Line count for "bail": state how many lines of the data below include it, and output nothing more.

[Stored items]
-*-*-
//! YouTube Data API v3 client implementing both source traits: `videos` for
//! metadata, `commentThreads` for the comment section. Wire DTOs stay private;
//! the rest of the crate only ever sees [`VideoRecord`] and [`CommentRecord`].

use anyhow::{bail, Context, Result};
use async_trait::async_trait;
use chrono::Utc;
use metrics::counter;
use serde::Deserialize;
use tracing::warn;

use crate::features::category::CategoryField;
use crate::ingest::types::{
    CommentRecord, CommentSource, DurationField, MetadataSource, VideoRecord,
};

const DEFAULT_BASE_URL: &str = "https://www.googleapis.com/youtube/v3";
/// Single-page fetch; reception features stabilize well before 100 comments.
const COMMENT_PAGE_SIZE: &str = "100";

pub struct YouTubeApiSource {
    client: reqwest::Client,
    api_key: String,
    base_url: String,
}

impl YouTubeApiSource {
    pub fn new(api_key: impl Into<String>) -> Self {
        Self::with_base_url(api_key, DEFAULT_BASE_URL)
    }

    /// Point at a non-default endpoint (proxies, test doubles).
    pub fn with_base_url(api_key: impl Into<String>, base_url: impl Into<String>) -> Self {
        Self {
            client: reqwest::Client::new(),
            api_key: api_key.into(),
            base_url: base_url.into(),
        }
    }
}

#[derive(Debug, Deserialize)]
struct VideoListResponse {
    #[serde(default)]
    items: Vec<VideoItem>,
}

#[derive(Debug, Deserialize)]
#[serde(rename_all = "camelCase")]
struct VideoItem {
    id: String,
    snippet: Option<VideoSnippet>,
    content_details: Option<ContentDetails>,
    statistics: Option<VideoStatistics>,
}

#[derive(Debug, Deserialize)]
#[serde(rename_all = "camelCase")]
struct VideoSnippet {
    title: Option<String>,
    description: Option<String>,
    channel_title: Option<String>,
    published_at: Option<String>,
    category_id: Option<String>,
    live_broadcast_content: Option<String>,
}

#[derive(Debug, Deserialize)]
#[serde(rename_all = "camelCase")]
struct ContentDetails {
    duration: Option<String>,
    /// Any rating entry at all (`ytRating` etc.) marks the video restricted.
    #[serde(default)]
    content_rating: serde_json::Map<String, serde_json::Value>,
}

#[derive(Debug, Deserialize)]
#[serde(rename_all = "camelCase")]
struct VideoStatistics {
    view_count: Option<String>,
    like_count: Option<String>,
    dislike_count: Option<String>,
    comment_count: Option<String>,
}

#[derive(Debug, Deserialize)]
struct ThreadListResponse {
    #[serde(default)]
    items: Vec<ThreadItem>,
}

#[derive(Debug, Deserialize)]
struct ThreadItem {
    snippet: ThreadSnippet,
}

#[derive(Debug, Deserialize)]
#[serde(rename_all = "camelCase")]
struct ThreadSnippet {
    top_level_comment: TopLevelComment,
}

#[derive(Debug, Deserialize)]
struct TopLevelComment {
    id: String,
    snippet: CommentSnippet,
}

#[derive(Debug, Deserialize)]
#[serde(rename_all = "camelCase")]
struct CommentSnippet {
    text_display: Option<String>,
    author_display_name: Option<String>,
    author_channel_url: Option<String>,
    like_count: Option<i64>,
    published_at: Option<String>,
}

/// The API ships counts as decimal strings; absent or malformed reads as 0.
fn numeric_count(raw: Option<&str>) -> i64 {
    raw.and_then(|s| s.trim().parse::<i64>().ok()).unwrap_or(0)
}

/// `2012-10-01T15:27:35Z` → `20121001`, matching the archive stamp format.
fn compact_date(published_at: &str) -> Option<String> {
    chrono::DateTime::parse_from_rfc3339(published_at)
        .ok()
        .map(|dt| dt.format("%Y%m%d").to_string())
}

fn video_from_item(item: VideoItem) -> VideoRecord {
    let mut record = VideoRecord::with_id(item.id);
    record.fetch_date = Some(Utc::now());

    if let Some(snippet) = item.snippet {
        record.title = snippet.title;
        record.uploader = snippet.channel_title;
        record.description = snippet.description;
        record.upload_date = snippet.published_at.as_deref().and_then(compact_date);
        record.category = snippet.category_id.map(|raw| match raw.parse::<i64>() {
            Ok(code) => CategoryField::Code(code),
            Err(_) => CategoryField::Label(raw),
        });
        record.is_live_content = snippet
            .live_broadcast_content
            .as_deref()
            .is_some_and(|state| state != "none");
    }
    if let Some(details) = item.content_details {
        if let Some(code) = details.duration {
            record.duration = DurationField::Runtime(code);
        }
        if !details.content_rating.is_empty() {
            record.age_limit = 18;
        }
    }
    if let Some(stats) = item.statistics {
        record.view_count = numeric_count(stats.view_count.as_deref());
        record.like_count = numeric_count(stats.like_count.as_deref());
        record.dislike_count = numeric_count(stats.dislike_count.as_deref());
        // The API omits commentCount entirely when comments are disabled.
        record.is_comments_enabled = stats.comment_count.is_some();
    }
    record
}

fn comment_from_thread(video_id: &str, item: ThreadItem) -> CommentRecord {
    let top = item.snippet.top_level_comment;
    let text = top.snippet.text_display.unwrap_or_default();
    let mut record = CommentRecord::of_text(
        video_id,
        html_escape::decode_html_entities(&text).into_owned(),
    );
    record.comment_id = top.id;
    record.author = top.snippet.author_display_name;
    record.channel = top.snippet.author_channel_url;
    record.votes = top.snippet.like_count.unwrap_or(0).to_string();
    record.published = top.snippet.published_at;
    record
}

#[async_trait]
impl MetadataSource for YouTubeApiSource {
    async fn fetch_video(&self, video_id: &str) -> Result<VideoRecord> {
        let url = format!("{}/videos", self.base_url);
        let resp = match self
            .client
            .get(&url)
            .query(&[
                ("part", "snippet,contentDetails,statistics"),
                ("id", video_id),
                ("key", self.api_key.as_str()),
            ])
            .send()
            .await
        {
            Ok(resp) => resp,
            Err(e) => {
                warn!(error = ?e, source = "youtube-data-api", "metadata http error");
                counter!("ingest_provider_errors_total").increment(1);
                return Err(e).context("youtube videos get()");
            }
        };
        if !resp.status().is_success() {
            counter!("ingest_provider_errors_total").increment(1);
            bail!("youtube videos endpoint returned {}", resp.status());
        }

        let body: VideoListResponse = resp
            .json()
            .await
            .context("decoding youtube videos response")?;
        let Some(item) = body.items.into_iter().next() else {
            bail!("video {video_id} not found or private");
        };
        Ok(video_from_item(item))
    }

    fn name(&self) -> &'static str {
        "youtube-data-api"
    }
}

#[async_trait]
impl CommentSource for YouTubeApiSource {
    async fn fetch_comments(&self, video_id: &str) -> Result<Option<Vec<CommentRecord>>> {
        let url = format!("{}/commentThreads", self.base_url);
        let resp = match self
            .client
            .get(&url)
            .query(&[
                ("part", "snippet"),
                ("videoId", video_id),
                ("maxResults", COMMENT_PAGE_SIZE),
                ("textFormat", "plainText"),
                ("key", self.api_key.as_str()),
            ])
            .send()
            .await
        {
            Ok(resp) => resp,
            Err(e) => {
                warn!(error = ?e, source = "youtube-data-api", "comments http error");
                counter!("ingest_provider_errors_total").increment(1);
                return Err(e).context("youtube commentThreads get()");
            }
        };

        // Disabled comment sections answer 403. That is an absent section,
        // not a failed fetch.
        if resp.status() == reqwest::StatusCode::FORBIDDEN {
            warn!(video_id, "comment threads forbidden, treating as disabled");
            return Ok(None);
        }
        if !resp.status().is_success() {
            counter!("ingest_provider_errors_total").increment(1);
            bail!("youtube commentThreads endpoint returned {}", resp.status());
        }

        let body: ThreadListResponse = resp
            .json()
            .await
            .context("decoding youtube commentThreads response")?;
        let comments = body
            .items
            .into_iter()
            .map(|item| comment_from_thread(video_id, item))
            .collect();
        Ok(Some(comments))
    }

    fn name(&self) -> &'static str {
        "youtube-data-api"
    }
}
-*-*-
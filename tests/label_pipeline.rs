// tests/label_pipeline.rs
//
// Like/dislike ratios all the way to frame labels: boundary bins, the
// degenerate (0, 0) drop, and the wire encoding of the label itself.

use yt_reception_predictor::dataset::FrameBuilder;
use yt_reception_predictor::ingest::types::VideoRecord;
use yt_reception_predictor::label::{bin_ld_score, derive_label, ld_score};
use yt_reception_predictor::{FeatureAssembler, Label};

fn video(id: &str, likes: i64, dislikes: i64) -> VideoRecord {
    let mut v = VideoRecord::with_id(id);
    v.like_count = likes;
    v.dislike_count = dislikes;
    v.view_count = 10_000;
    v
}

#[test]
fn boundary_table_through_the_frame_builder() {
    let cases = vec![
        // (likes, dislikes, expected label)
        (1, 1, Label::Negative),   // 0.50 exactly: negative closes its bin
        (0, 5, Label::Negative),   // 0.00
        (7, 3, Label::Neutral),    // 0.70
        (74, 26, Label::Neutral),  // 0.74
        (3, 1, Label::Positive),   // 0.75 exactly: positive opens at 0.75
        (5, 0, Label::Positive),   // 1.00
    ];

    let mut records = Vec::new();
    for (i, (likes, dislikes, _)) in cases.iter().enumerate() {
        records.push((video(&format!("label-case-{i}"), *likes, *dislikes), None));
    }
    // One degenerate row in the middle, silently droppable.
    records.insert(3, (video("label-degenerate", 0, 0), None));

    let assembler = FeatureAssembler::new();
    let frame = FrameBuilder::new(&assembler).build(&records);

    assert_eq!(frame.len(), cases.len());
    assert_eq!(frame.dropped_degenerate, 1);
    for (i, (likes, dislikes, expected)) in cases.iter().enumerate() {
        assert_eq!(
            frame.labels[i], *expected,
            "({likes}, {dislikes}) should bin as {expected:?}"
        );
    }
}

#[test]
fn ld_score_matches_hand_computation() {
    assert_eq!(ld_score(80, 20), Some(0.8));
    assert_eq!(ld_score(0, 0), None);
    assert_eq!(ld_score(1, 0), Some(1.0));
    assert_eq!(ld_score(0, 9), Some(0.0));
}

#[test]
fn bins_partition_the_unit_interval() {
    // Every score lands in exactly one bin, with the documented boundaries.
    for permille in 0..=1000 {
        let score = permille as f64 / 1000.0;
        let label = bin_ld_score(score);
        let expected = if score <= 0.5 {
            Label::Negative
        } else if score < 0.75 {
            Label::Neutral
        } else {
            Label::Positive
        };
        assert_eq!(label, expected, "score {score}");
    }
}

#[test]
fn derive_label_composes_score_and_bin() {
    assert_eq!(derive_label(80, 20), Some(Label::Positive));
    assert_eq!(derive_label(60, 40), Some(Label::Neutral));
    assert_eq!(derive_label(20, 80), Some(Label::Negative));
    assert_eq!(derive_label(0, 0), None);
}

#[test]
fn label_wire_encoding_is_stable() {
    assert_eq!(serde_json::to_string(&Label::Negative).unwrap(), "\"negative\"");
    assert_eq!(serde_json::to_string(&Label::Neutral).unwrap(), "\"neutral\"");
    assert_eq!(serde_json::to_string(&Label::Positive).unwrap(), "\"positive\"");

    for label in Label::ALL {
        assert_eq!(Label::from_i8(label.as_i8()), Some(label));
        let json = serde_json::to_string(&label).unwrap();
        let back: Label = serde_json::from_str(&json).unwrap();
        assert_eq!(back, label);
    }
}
-*-*-
EXERCISE OUTPUT:
4